休憩コーヒータイム(4)

 タイムテーブルとは、ステージの流れを分刻みで記された表だ。アマチュアのオーケストラだと標準的なプログラムは前半は序曲等短い曲と組曲等やや長い曲で後半が大曲というだいたい3曲程度のパターンが多い。だから何人も出演し何10曲もあるような洋楽のタイムテーブルとは比べものにならない位、一枚のベラベラの紙で収まる。もっとも気を使うのはステージや客席の照明の明るさと暗明のタイミング、つまり客席の照明を消し一旦真っ暗にしてステージをパッと明るくするか、ステージを明るくしてから客席を暗くするか等の打ち合わせくらいだろう。照明操作はその係がするが、指示は勿論ステマネの仕事だ。その時場内アナウンス(ご来場のみなさま、携帯の電源・・・)などの有無とタイミングの確認もする。

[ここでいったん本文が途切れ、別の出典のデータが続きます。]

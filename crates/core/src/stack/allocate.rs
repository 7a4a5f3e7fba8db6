use crate::domain::money::{budget_cents, from_cents, price_cents};
use crate::stack::rank::RankedCandidate;

/// Greedy single pass over the ranked list: take each candidate whose price
/// still fits under the budget, skip the rest. The chosen total never
/// exceeds `budget`.
pub fn allocate<'a>(
    ranked: Vec<RankedCandidate<'a>>,
    budget: f64,
    max_items: Option<usize>,
) -> Vec<RankedCandidate<'a>> {
    let limit = budget_cents(budget);
    if limit <= 0 {
        return Vec::new();
    }

    let mut spent: i64 = 0;
    let mut chosen = Vec::new();
    for entry in ranked {
        if max_items.is_some_and(|max| chosen.len() >= max) {
            break;
        }
        let price = price_cents(entry.candidate.monthly_price);
        match spent.checked_add(price) {
            Some(next) if next <= limit => {
                spent = next;
                chosen.push(entry);
                continue;
            }
            _ => {}
        }
        tracing::trace!(
            name = %entry.candidate.name,
            price = entry.candidate.monthly_price,
            remaining = from_cents(limit - spent),
            "candidate over remaining budget; skipped"
        );
    }

    chosen
}

#[cfg(test)]
mod tests {
    use super::*;
    use crate::domain::supplement::{EvidenceLevel, SupplementCandidate};
    use std::collections::BTreeSet;

    fn candidate(name: &str, price: f64) -> SupplementCandidate {
        SupplementCandidate {
            name: name.to_string(),
            category: "test".to_string(),
            monthly_price: price,
            evidence_level: EvidenceLevel::High,
            study_count: 1,
            target_tags: BTreeSet::from(["energy".to_string()]),
            reasoning_template: String::new(),
            dosage: String::new(),
            timing: String::new(),
            incompatible_diets: BTreeSet::new(),
        }
    }

    fn ranked(catalog: &[SupplementCandidate]) -> Vec<RankedCandidate<'_>> {
        catalog
            .iter()
            .map(|c| RankedCandidate {
                candidate: c,
                matched_tags: vec!["energy".to_string()],
            })
            .collect()
    }

    fn chosen_names(chosen: &[RankedCandidate<'_>]) -> Vec<String> {
        chosen.iter().map(|r| r.candidate.name.clone()).collect()
    }

    #[test]
    fn skips_unaffordable_and_keeps_scanning() {
        let catalog = vec![candidate("a", 30.0), candidate("b", 25.0), candidate("c", 20.0)];
        let chosen = allocate(ranked(&catalog), 50.0, None);
        assert_eq!(chosen_names(&chosen), vec!["a", "c"]);
    }

    #[test]
    fn zero_or_negative_budget_takes_nothing() {
        let catalog = vec![candidate("a", 0.5)];
        assert!(allocate(ranked(&catalog), 0.0, None).is_empty());
        assert!(allocate(ranked(&catalog), -10.0, None).is_empty());
    }

    #[test]
    fn budget_below_cheapest_takes_nothing() {
        let catalog = vec![candidate("a", 12.0), candidate("b", 9.99)];
        assert!(allocate(ranked(&catalog), 9.98, None).is_empty());
    }

    #[test]
    fn exact_fit_is_allowed_despite_float_noise() {
        let catalog = vec![candidate("a", 0.1), candidate("b", 0.2)];
        let chosen = allocate(ranked(&catalog), 0.3, None);
        assert_eq!(chosen.len(), 2);
    }

    #[test]
    fn sub_cent_budget_rounds_down() {
        let catalog = vec![candidate("a", 10.0)];
        assert!(allocate(ranked(&catalog), 9.999, None).is_empty());
    }

    #[test]
    fn sub_cent_price_rounds_up() {
        let catalog = vec![candidate("a", 10.004)];
        assert!(allocate(ranked(&catalog), 10.0, None).is_empty());
        assert_eq!(allocate(ranked(&catalog), 10.01, None).len(), 1);
    }

    #[test]
    fn huge_price_and_budget_do_not_overflow() {
        let catalog = vec![candidate("a", 1.0), candidate("b", 1e19), candidate("c", 2.0)];
        let chosen = allocate(ranked(&catalog), 1e20, None);
        assert_eq!(chosen_names(&chosen), vec!["a", "c"]);
    }

    #[test]
    fn max_items_caps_the_stack() {
        let catalog = vec![candidate("a", 1.0), candidate("b", 1.0), candidate("c", 1.0)];
        let chosen = allocate(ranked(&catalog), 100.0, Some(2));
        assert_eq!(chosen_names(&chosen), vec!["a", "b"]);
    }

    #[test]
    fn total_never_exceeds_budget() {
        let prices = [55.0, 28.0, 12.5, 9.99, 40.0, 3.25, 19.0, 0.0, 75.0];
        let catalog: Vec<_> = prices
            .iter()
            .enumerate()
            .map(|(i, p)| candidate(&format!("c{i}"), *p))
            .collect();

        for budget_cents in (0..=25_000).step_by(37) {
            let budget = budget_cents as f64 / 100.0;
            let chosen = allocate(ranked(&catalog), budget, None);
            let total: i64 = chosen
                .iter()
                .map(|r| price_cents(r.candidate.monthly_price))
                .sum();
            assert!(total <= budget_cents, "budget {budget} exceeded: {total}");
        }
    }
}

 さてステージマネージャーがもっとも忙しいのはゲネプロという通し練習中だろう。セッティング表を片手に演奏者の椅子や譜面台の数と位置を確認し、曲間の休憩中に椅子の位置に色テープで印を付けておく。指揮者譜面台の高さを確認しておく。弦楽器はコンサート中に位置が変わる事はあまりないが、ピアノ協奏曲が入ると大きく移動する。その目印を付けてまわるのが大変だ。管楽器もプログラムの前半と後半では椅子の数が大きく異なる場合が多い。それらを一曲ごとに確認するのだ。

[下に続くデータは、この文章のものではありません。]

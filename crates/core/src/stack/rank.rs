use crate::domain::profile::UserProfile;
use crate::domain::supplement::SupplementCandidate;
use std::collections::BTreeSet;

pub const FALLBACK_TAG: &str = "general-health";

#[derive(Debug, Clone)]
pub struct RankedCandidate<'a> {
    pub candidate: &'a SupplementCandidate,
    pub matched_tags: Vec<String>,
}

/// Keeps candidates whose tags intersect the wanted tags and that the user
/// can and does not already take. Ordered by evidence level, then study
/// count, then number of matched tags, all descending; remaining ties keep
/// catalog order.
pub fn rank_candidates<'a>(
    profile: &UserProfile,
    wanted_tags: &BTreeSet<String>,
    candidates: &'a [SupplementCandidate],
) -> Vec<RankedCandidate<'a>> {
    let diet_tags = profile.diet_tags();

    let mut ranked: Vec<RankedCandidate<'a>> = candidates
        .iter()
        .filter(|c| !profile.takes(&c.name))
        .filter(|c| c.is_compatible_with(&diet_tags))
        .filter_map(|c| {
            let matched_tags: Vec<String> =
                c.target_tags.intersection(wanted_tags).cloned().collect();
            if matched_tags.is_empty() {
                return None;
            }
            Some(RankedCandidate {
                candidate: c,
                matched_tags,
            })
        })
        .collect();

    ranked.sort_by(|a, b| {
        b.candidate
            .evidence_level
            .cmp(&a.candidate.evidence_level)
            .then_with(|| b.candidate.study_count.cmp(&a.candidate.study_count))
            .then_with(|| b.matched_tags.len().cmp(&a.matched_tags.len()))
    });

    ranked
}

#[cfg(test)]
mod tests {
    use super::*;
    use crate::domain::supplement::EvidenceLevel;

    fn candidate(name: &str, level: EvidenceLevel, studies: u32, tags: &[&str]) -> SupplementCandidate {
        SupplementCandidate {
            name: name.to_string(),
            category: "test".to_string(),
            monthly_price: 10.0,
            evidence_level: level,
            study_count: studies,
            target_tags: tags.iter().map(|t| t.to_string()).collect(),
            reasoning_template: String::new(),
            dosage: String::new(),
            timing: String::new(),
            incompatible_diets: BTreeSet::new(),
        }
    }

    fn tags(values: &[&str]) -> BTreeSet<String> {
        values.iter().map(|t| t.to_string()).collect()
    }

    fn names<'a>(ranked: &'a [RankedCandidate<'_>]) -> Vec<&'a str> {
        ranked.iter().map(|r| r.candidate.name.as_str()).collect()
    }

    #[test]
    fn filters_to_matching_tags() {
        let catalog = vec![
            candidate("A", EvidenceLevel::High, 10, &["sleep"]),
            candidate("B", EvidenceLevel::High, 10, &["muscle-building"]),
        ];
        let ranked = rank_candidates(&UserProfile::default(), &tags(&["sleep"]), &catalog);
        assert_eq!(names(&ranked), vec!["A"]);
        assert_eq!(ranked[0].matched_tags, vec!["sleep".to_string()]);
    }

    #[test]
    fn orders_by_evidence_then_study_count() {
        let catalog = vec![
            candidate("low", EvidenceLevel::Low, 900, &["energy"]),
            candidate("high-few", EvidenceLevel::High, 10, &["energy"]),
            candidate("very-high", EvidenceLevel::VeryHigh, 5, &["energy"]),
            candidate("high-many", EvidenceLevel::High, 200, &["energy"]),
            candidate("moderate", EvidenceLevel::Moderate, 50, &["energy"]),
        ];
        let ranked = rank_candidates(&UserProfile::default(), &tags(&["energy"]), &catalog);
        assert_eq!(
            names(&ranked),
            vec!["very-high", "high-many", "high-few", "moderate", "low"]
        );
    }

    #[test]
    fn more_matched_tags_win_remaining_ties_and_catalog_order_is_stable() {
        let catalog = vec![
            candidate("first", EvidenceLevel::High, 10, &["energy"]),
            candidate("second", EvidenceLevel::High, 10, &["energy"]),
            candidate("both", EvidenceLevel::High, 10, &["energy", "sleep"]),
        ];
        let ranked = rank_candidates(&UserProfile::default(), &tags(&["energy", "sleep"]), &catalog);
        assert_eq!(names(&ranked), vec!["both", "first", "second"]);
    }

    #[test]
    fn excludes_current_supplements_and_incompatible_diets() {
        let mut whey = candidate("Whey Protein", EvidenceLevel::VeryHigh, 300, &["muscle-building"]);
        whey.incompatible_diets = tags(&["vegan"]);
        let catalog = vec![
            whey,
            candidate("Creatine", EvidenceLevel::VeryHigh, 500, &["muscle-building"]),
            candidate("Pea Protein", EvidenceLevel::High, 40, &["muscle-building"]),
        ];
        let profile = UserProfile {
            diet_type: Some("vegan".to_string()),
            current_supplements: tags(&["creatine"]),
            ..Default::default()
        };
        let ranked = rank_candidates(&profile, &tags(&["muscle-building"]), &catalog);
        assert_eq!(names(&ranked), vec!["Pea Protein"]);
    }
}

 練習が終わって団員が食事をしている間、ステマネはまだまだ忙しい。通し練習はプログラムの曲順に通すとはかぎらない。だからステージ上のセッティングをコンサート一曲目の状態にする。そしてセッティングお手伝い係を集めてセッティング表を配り、曲の進行におけるセッティングの要領を話し、一人一人に役目の確認をする。セッティング係が食事休憩している間、ステマネは舞台袖へ行き、セッティング補充に必要な椅子や譜面台、楽器(特に打楽器)の確認をする。そして指揮者の楽屋へ行くのだ。指揮者の人格によっては、もっとも気が重くなりその日のストレスを一番抱える時だ。(僕に関してはそんな事はなかったようなあったような、昔の事は忘れてしまった。)
 指揮者は本番で楽譜を見る人と見ない人がいるが、アマチュアオーケストラのコンサートで振る人はだいたい見ているような気がする。指揮者によっては本番直前まで楽譜を見る人もいるし、ギリギリ楽屋に籠っていたいタイプの人や早めにステージ袖に行って団員達とコミュニケーションをとりたいタイプの人など十人十色なので、どのタイミングで楽譜を取りにきてどのタイミングで呼びにくるべきか訊いておく。呼びにくるタイミングについては、楽屋にモニターが点いているので必要ないようだが、客入りによって開始が遅れる場合もあるので開演前に呼びに行くのが礼儀だ。こうして指揮者から頂いた楽譜を一人ステージの指揮台へ置きにいく。もちろん楽譜は開いて置く。指揮者によっては曲の始めは暗譜で振り途中で見る人もいるから、曲の冒頭のページでいいかの確認は勿論しておく。本当にA型でないとできない役目だ。あっ、僕はA型だった。いよいよコンサートが始まる。